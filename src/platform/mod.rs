//=========================================================================
// Platform Subsystem
//
// Winit implementation of the platform bridge contract.
//
// Architecture:
// ```text
//  Window::run_loop (main thread)
//  ┌───────────────────────────────────────────┐
//  │  WinitSurface::poll_events()              │
//  │   ↓ pump_app_events(timeout = 0)          │
//  │  SurfaceApp (ApplicationHandler)          │
//  │   ├─ resumed: create the OS window        │
//  │   └─ window_event → event_mapper          │
//  │        ↓                                  │
//  │  Sender<PlatformEvent> ───────────────────┼──► EventCollector
//  │                                           │     (same thread)
//  │  WinitSurface::present()                  │
//  │   └─ WgpuDevice::present_frame()          │
//  └───────────────────────────────────────────┘
// ```
//
// Key Design Decisions:
// - **Pumped, not run**: the frame loop owns control flow, so the event
//   loop is pumped once per frame and never blocks
// - **Graceful channel disconnect**: a dropped receiver only loses
//   events, the surface keeps running so the window can still close
// - **Main thread requirement**: Winit mandates main thread on macOS,
//   so surfaces must be created on the thread that runs the loop
//
// Responsibilities:
// - Create and manage the OS window and its wgpu device
// - Convert Winit types → engine PlatformEvents
// - Report close requests and the drawable size
//
//=========================================================================

//=== Submodules ==========================================================

mod event_mapper;
mod wgpu_device;

//=== External Crates =====================================================

use std::rc::Rc;
use std::sync::Arc;
use std::time::Duration;

use crossbeam_channel::Sender;
use log::*;
use winit::{
    application::ApplicationHandler,
    dpi::PhysicalSize,
    event::WindowEvent,
    event_loop::{ActiveEventLoop, EventLoop},
    platform::pump_events::{EventLoopExtPumpEvents, PumpStatus},
    window::{Window, WindowAttributes, WindowId},
};

//=== Internal Imports ====================================================

use crate::config::WindowConfig;
use crate::core::platform_bridge::{PlatformError, PlatformEvent, Surface, SurfaceBackend};
use crate::gpu::GraphicsDevice;
use wgpu_device::WgpuDevice;

//=== WinitBackend ========================================================

/// Creates native windows through Winit.
///
/// Winit allows a single event loop per process, so a backend creates at
/// most one live surface.
#[derive(Debug, Default)]
pub struct WinitBackend {
    _private: (),
}

impl WinitBackend {
    pub fn new() -> Self {
        Self::default()
    }
}

impl SurfaceBackend for WinitBackend {
    fn create_surface(&mut self, config: &WindowConfig) -> Result<Box<dyn Surface>, PlatformError> {
        debug!(target: "platform", "Creating Winit event loop (vsync: {})", config.vsync);

        let mut event_loop =
            EventLoop::new().map_err(|e| PlatformError::EventLoopCreation(e.to_string()))?;

        let attributes = WindowAttributes::default()
            .with_title(config.title.clone())
            .with_inner_size(PhysicalSize::new(config.width, config.height));

        let mut app = SurfaceApp::new(attributes, (config.width, config.height));

        // The window only exists once the loop has delivered `resumed`
        pump(&mut event_loop, &mut app);

        if let Some(reason) = app.creation_error.take() {
            return Err(PlatformError::WindowCreation(reason));
        }
        let window = app.window.clone().ok_or(PlatformError::NoSurface)?;

        let device = WgpuDevice::new(window, config.vsync).map_err(|reason| {
            error!(target: "gpu", "Graphics device creation failed: {}", reason);
            PlatformError::DeviceCreation(reason)
        })?;

        Ok(Box::new(WinitSurface {
            device: Rc::new(device),
            app,
            event_loop,
        }))
    }
}

//=== WinitSurface ========================================================

/// An OS window driven by a pumped Winit event loop.
///
/// Field order is drop order: the device releases its surface before the
/// window and the event loop go away.
pub(crate) struct WinitSurface {
    device: Rc<WgpuDevice>,
    app: SurfaceApp,
    event_loop: EventLoop<()>,
}

/// Dispatches queued Winit events to `app` without blocking.
fn pump(event_loop: &mut EventLoop<()>, app: &mut SurfaceApp) {
    if let PumpStatus::Exit(code) = event_loop.pump_app_events(Some(Duration::ZERO), app) {
        debug!(target: "platform", "Winit event loop exited with code {}", code);
        app.close_requested = true;
    }
}

impl Surface for WinitSurface {
    fn register_callbacks(&mut self, sender: Sender<PlatformEvent>) {
        debug!(target: "platform", "Device callbacks registered");
        self.app.sender = Some(sender);
    }

    fn unregister_callbacks(&mut self) {
        debug!(target: "platform", "Device callbacks unregistered");
        self.app.sender = None;
    }

    fn poll_events(&mut self) {
        pump(&mut self.event_loop, &mut self.app);
    }

    fn present(&mut self) {
        let Some(window) = &self.app.window else {
            return;
        };

        window.pre_present_notify();
        let size = window.inner_size();
        self.device.resize(size.width, size.height);
        self.device.present_frame();
        window.request_redraw();
    }

    fn should_close(&self) -> bool {
        self.app.close_requested
    }

    fn size(&self) -> (u32, u32) {
        self.app
            .window
            .as_ref()
            .map(|window| {
                let size = window.inner_size();
                (size.width, size.height)
            })
            .unwrap_or(self.app.fallback_size)
    }

    fn device(&self) -> Option<Rc<dyn GraphicsDevice>> {
        let device: Rc<dyn GraphicsDevice> = self.device.clone();
        Some(device)
    }
}

//=== SurfaceApp ==========================================================

/// Winit callback target for one surface.
///
/// # Fields
///
/// - `window`: Created lazily in `resumed()`, shared with the device's surface
/// - `sender`: Set between `register_callbacks` and `unregister_callbacks`
/// - `creation_error`: Reason the window could not be created, if any
struct SurfaceApp {
    window: Option<Arc<Window>>,
    attributes: WindowAttributes,
    sender: Option<Sender<PlatformEvent>>,
    close_requested: bool,
    creation_error: Option<String>,
    fallback_size: (u32, u32),
}

impl SurfaceApp {
    fn new(attributes: WindowAttributes, fallback_size: (u32, u32)) -> Self {
        Self {
            window: None,
            attributes,
            sender: None,
            close_requested: false,
            creation_error: None,
            fallback_size,
        }
    }

    fn forward(&self, event: PlatformEvent) {
        let Some(sender) = &self.sender else {
            trace!(target: "platform::input", "No callbacks registered, dropping {:?}", event);
            return;
        };
        if sender.send(event).is_err() {
            warn!(target: "platform::input", "Channel disconnected, dropping {:?}", event);
        }
    }
}

//=== Winit Integration ===================================================

impl ApplicationHandler for SurfaceApp {
    /// Called when app becomes active (startup or mobile resume).
    fn resumed(&mut self, event_loop: &ActiveEventLoop) {
        if self.window.is_some() {
            debug!(target: "platform", "Window already exists (mobile resume?)");
            return;
        }

        match event_loop.create_window(self.attributes.clone()) {
            Ok(window) => {
                info!(
                    target: "platform",
                    "Window created: {}x{} @ {}x DPI",
                    window.inner_size().width,
                    window.inner_size().height,
                    window.scale_factor()
                );
                window.request_redraw();
                self.window = Some(Arc::new(window));
            }
            Err(e) => {
                error!(target: "platform", "Window creation failed: {}", e);
                self.creation_error = Some(e.to_string());
                event_loop.exit();
            }
        }
    }

    /// Handles per-window events.
    fn window_event(&mut self, _event_loop: &ActiveEventLoop, _window_id: WindowId, event: WindowEvent) {
        if matches!(event, WindowEvent::CloseRequested) {
            info!(target: "platform", "Window close requested");
            self.close_requested = true;
        }

        match event_mapper::map_window_event(&event) {
            Some(mapped) => self.forward(mapped),
            None => trace!(target: "platform::input", "Unmapped window event ignored"),
        }
    }
}

//=========================================================================
// Unit Tests
//=========================================================================

#[cfg(test)]
mod tests {
    use super::*;
    use crossbeam_channel::unbounded;

    fn app() -> SurfaceApp {
        SurfaceApp::new(WindowAttributes::default(), (320, 200))
    }

    #[test]
    fn forward_without_callbacks_is_noop() {
        let app = app();
        app.forward(PlatformEvent::CloseRequested);
    }

    #[test]
    fn forward_sends_to_registered_sender() {
        let (tx, rx) = unbounded();
        let mut app = app();
        app.sender = Some(tx);

        app.forward(PlatformEvent::Resized { width: 1, height: 2 });
        assert_eq!(rx.try_recv().ok(), Some(PlatformEvent::Resized { width: 1, height: 2 }));
    }

    #[test]
    fn forward_handles_disconnected_channel() {
        let (tx, rx) = unbounded();
        let mut app = app();
        app.sender = Some(tx);
        drop(rx);

        // Should not panic, just log warning
        app.forward(PlatformEvent::CloseRequested);
    }

    #[test]
    fn new_app_has_no_window() {
        let app = app();
        assert!(app.window.is_none(), "Window should be created lazily");
        assert!(!app.close_requested);
        assert_eq!(app.fallback_size, (320, 200));
    }
}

※ ※ ※

### Task details
Referring to the material above, set down exactly the lines between the line with "runs the loop" and the line with "mod event_mapper;", inclusive, and no other lines.

### Exercise answer
//   so surfaces must be created on the thread that runs the loop
//
// Responsibilities:
// - Create and manage the OS window and its wgpu device
// - Convert Winit types → engine PlatformEvents
// - Report close requests and the drawable size
//
//=========================================================================

//=== Submodules ==========================================================

mod event_mapper;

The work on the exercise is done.